[Start of Attachment]
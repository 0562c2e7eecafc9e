//! Shared helpers for integration tests

#![allow(dead_code)]

use axum::{
    body::Body,
    http::{
        header::{COOKIE, HOST, LOCATION, SET_COOKIE},
        Request, Response, StatusCode,
    },
    Router,
};
use oauth_login::config::{AppConfig, Environment, ProviderSettings};
use oauth_login::state::AppState;
use std::collections::HashMap;
use tower::ServiceExt;

pub const SESSION_SECRET: &str = "integration-test-session-secret-0123456789";
pub const COOKIE_NAME: &str = "oauth_login_session";
pub const HOST_HEADER: &str = "localhost:5000";

/// Configuration with both providers pointed at `provider_uri`
pub fn config(provider_uri: &str) -> AppConfig {
    let mut config = AppConfig::default();
    config.security.environment = Environment::Development;
    config.security.session_secret = Some(SESSION_SECRET.to_string());
    config.security.secure_cookies = false;
    config.oauth2.http_timeout_secs = 2;

    config.oauth2.google = ProviderSettings {
        client_id: Some("google-client".to_string()),
        client_secret: Some("google-secret".to_string()),
        token_url: Some(format!("{provider_uri}/google/token")),
        userinfo_url: Some(format!("{provider_uri}/google/userinfo")),
        ..ProviderSettings::default()
    };
    config.oauth2.linkedin = ProviderSettings {
        client_id: Some("linkedin-client".to_string()),
        client_secret: Some("linkedin-secret".to_string()),
        token_url: Some(format!("{provider_uri}/linkedin/token")),
        userinfo_url: Some(format!("{provider_uri}/linkedin/userinfo")),
        ..ProviderSettings::default()
    };

    config
}

pub async fn app(config: AppConfig) -> Router {
    let state = AppState::new(config)
        .await
        .expect("Failed to create state");
    oauth_login::router(state)
}

/// Minimal cookie-keeping client driving the router with `oneshot`
pub struct Browser {
    app: Router,
    cookie: Option<String>,
}

impl Browser {
    pub fn new(app: Router) -> Self {
        Self { app, cookie: None }
    }

    pub async fn get(&mut self, uri: &str) -> Response<Body> {
        let mut request = Request::builder().uri(uri).header(HOST, HOST_HEADER);
        if let Some(cookie) = &self.cookie {
            request = request.header(COOKIE, format!("{COOKIE_NAME}={cookie}"));
        }

        let response = self
            .app
            .clone()
            .oneshot(request.body(Body::empty()).unwrap())
            .await
            .unwrap();

        if let Some(set_cookie) = response
            .headers()
            .get(SET_COOKIE)
            .and_then(|value| value.to_str().ok())
        {
            let value = set_cookie
                .split(';')
                .next()
                .and_then(|pair| pair.split_once('='))
                .map(|(_, value)| value.to_string())
                .unwrap_or_default();
            self.cookie = (!set_cookie.contains("Max-Age=0") && !value.is_empty()).then_some(value);
        }

        response
    }

    pub fn cookie(&self) -> Option<&str> {
        self.cookie.as_deref()
    }

    pub fn set_cookie(&mut self, cookie: &str) {
        self.cookie = Some(cookie.to_string());
    }
}

pub fn location(response: &Response<Body>) -> String {
    response
        .headers()
        .get(LOCATION)
        .expect("missing Location header")
        .to_str()
        .unwrap()
        .to_string()
}

pub fn query_params(url: &str) -> HashMap<String, String> {
    oauth2::url::Url::parse(url)
        .unwrap()
        .query_pairs()
        .map(|(k, v)| (k.into_owned(), v.into_owned()))
        .collect()
}

pub async fn body_string(response: Response<Body>) -> String {
    let bytes = axum::body::to_bytes(response.into_body(), usize::MAX)
        .await
        .unwrap();
    String::from_utf8(bytes.to_vec()).unwrap()
}

/// Start a login and return the `state` sent to the provider
pub async fn start_login(browser: &mut Browser, provider: &str) -> String {
    let response = browser.get(&format!("/login/{provider}")).await;
    assert_eq!(response.status(), StatusCode::FOUND);
    query_params(&location(&response))["state"].clone()
}
//! LinkedIn OAuth2 provider
//!
//! "Sign In with LinkedIn using OpenID Connect". LinkedIn expects the client
//! credentials in the token request body and does not support PKCE for web
//! applications.

use super::ProviderDefaults;
use crate::oauth2::types::TokenAuthMethod;

/// LinkedIn endpoints
pub const DEFAULTS: ProviderDefaults = ProviderDefaults {
    auth_url: "https://www.linkedin.com/oauth/v2/authorization",
    token_url: "https://www.linkedin.com/oauth/v2/accessToken",
    userinfo_url: "https://api.linkedin.com/v2/userinfo",
    issuer: "https://www.linkedin.com/oauth",
    scopes: &["openid", "profile", "email"],
    token_auth: TokenAuthMethod::ClientSecretPost,
    use_pkce: false,
    extra_auth_params: &[],
};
[End of Attachment]
WHAT TO WORK ON:
Output should match, line for line, the stretch of the material above from the line holding "use oauth_login::state::AppState;" through the line holding "pub const HOST_HEADER: &str".

EXERCISE RESPONSE:
use oauth_login::state::AppState;
use std::collections::HashMap;
use tower::ServiceExt;

pub const SESSION_SECRET: &str = "integration-test-session-secret-0123456789";
pub const COOKIE_NAME: &str = "oauth_login_session";
pub const HOST_HEADER: &str = "localhost:5000";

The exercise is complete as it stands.